A FASEB summer research conference held in Tuscon, Arizona, USA in August 2007 focused on the broad field of mitochondrial respiratory chain complexes, their assembly and regulation. Although commonly referred to as the ‘powerhouse of the cell’, mitochondria and their functions are not limited to the aerobic production of ATP. Rather, mitochondrial metabolism interfaces with many cellular metabolic processes, such as lipid metabolism—both catabolic and anabolic—FeS cluster metabolism, haem biosynthesis, programmed cell death and metal metabolism, to name but a few. As mitochondrial function and oxidative phosphorylation (OXPHOS) capacity are crucial to all eukaryotic cells, perturbations in the function of this organelle underlie many cellular metabolic disorders, and therefore give rise to various clinical disorders, from cardiac and muscle myopathies to neuromuscular defects (Shoubridge, 2001; Zeviani & Spinazzola, 2003; Fig 1). This FASEB conference saw the gathering of many scientists active in the field and whose interests ranged from basic to clinical mitochondrial biology.
The biogenesis of mitochondria and the assembly of respiratory chain complexes have been active areas of research for the past 30–40 years. During this time, many significant advances have been made in our understanding of mitochondrial biogenesis and the crucial role that this organelle has in cellular metabolism. However, as is often—or always—the case in biological research, as one question is answered, many more emerge as we begin to appreciate the complexity of mitochondria and the many diverse cellular processes that they interface with. This issue of the complexity of discovery and the unveiling of new areas of research was a main theme that W. Neupert (Munich, Germany) covered in his opening plenary lecture. Neupert provided a historical perspective of the field of mitochondrial biogenesis as he detailed the advances made since the discovery of the mitochondrial genome and the demonstration that most mitochondrial proteins are encoded by nuclear genes and have to be imported into the organelle. As outlined by Neupert, the import of nuclear encoded proteins into the mitochondria is facilitated by protein translocases located in the outer and inner mitochondrial membranes: the TOM and TIM translocases, respectively (Bohnert et al, 2007; Dolezal et al, 2006; Neupert & Herrmann, 2007).
Protein import pathways
The TOM and TIM machineries are multi‐subunit complexes, and many of the polypeptides that comprise them have been shown to be essential in the yeast Saccharomyces cerevisiae, thus reflecting the importance of the protein import process for cell viability.
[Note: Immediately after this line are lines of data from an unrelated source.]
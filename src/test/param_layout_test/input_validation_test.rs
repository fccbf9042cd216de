use super::*;

fn keys(names: &[&str]) -> Vec<String> {
    names.iter().map(|name| name.to_string()).collect()
}

#[test]
fn test_validate_descriptor_accepts_consistent_layers() {
    assert!(validate_descriptor(&example_params()).is_ok());
    assert!(validate_descriptor(&DenseParams::new(4, 3)).is_ok());
    assert!(validate_descriptor(&SimpleRnnParams::new(4, 3)).is_ok());
    assert!(validate_descriptor(&Conv2DParams::new(8, 3, (3, 3))).is_ok());
    assert!(validate_descriptor(&LayerParams::new()).is_ok());
}

#[test]
fn test_missing_shape() {
    let shapes: ParamShapes = vec![("W", vec![2, 2])].into_iter().collect();
    let params = LayerParams::from_parts(keys(&["W", "b"]), keys(&["W"]), keys(&["b"]), shapes);

    assert_eq!(
        validate_descriptor(&params),
        Err(LayoutError::MissingShape {
            name: "b".to_string()
        })
    );
}

#[test]
fn test_unknown_shape() {
    let shapes: ParamShapes = vec![("W", vec![2, 2]), ("b", vec![2]), ("c", vec![2])]
        .into_iter()
        .collect();
    let params = LayerParams::from_parts(keys(&["W", "b"]), keys(&["W"]), keys(&["b"]), shapes);

    assert_eq!(
        validate_descriptor(&params),
        Err(LayoutError::UnknownShape {
            name: "c".to_string()
        })
    );
}

#[test]
fn test_duplicate_key() {
    let params = LayerParams::new()
        .with_weight("W", vec![2, 2])
        .with_weight("W", vec![2, 2]);

    assert_eq!(
        validate_descriptor(&params),
        Err(LayoutError::DuplicateKey {
            name: "W".to_string()
        })
    );
}

#[test]
fn test_role_conflict() {
    let shapes: ParamShapes = vec![("W", vec![2, 2])].into_iter().collect();
    let params = LayerParams::from_parts(keys(&["W"]), keys(&["W"]), keys(&["W"]), shapes);

    assert_eq!(
        validate_roles(&params),
        Err(LayoutError::RoleConflict {
            name: "W".to_string()
        })
    );
    assert_eq!(
        validate_descriptor(&params),
        Err(LayoutError::RoleConflict {
            name: "W".to_string()
        })
    );
}

#[test]
fn test_layout_rejects_inconsistent_descriptor_before_splitting() {
    let shapes: ParamShapes = vec![("W", vec![2, 2]), ("extra", vec![3])]
        .into_iter()
        .collect();
    let params = LayerParams::from_parts(keys(&["W"]), keys(&["W"]), vec![], shapes);
    let mut buffer = iota(16);

    let result = layout(&params, buffer.view_mut(), BufferKind::Parameters);
    assert!(matches!(
        result,
        Err(LayoutError::UnknownShape { ref name }) if name == "extra"
    ));
}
After the yeast genome sequencing and gene deletion projects were completed, the characterization of the predicted mitochondrial proteins essential for cell viability proved to be a fruitful avenue for the identification of new components of the TOM and TIM machineries.
D. Rapaport (Tübingen, Germany) discussed the role of the sorting and assembly machinery (SAM) complex—which acts downstream of the TOM complex—in promoting the sorting and assembly of outer membrane proteins that adopt β‐barrel structures. Although research in recent years has given new insights into the protein components and mechanisms that direct these β‐barrel proteins into membranes, the process of insertion of tail‐anchored outer membrane proteins remains elusive. Rapaport showed that mitochondrial fission 1 protein (Fis1)—a C‐terminally tail‐anchored model protein—can insert its tail directly into the lipid bilayer of the outer membrane without the aid of the known TOM and SAM components. Although it is still unclear which lipids promote this insertion, the finding reawakens a largely neglected area in the field: the role of lipids in the protein biogenesis pathway.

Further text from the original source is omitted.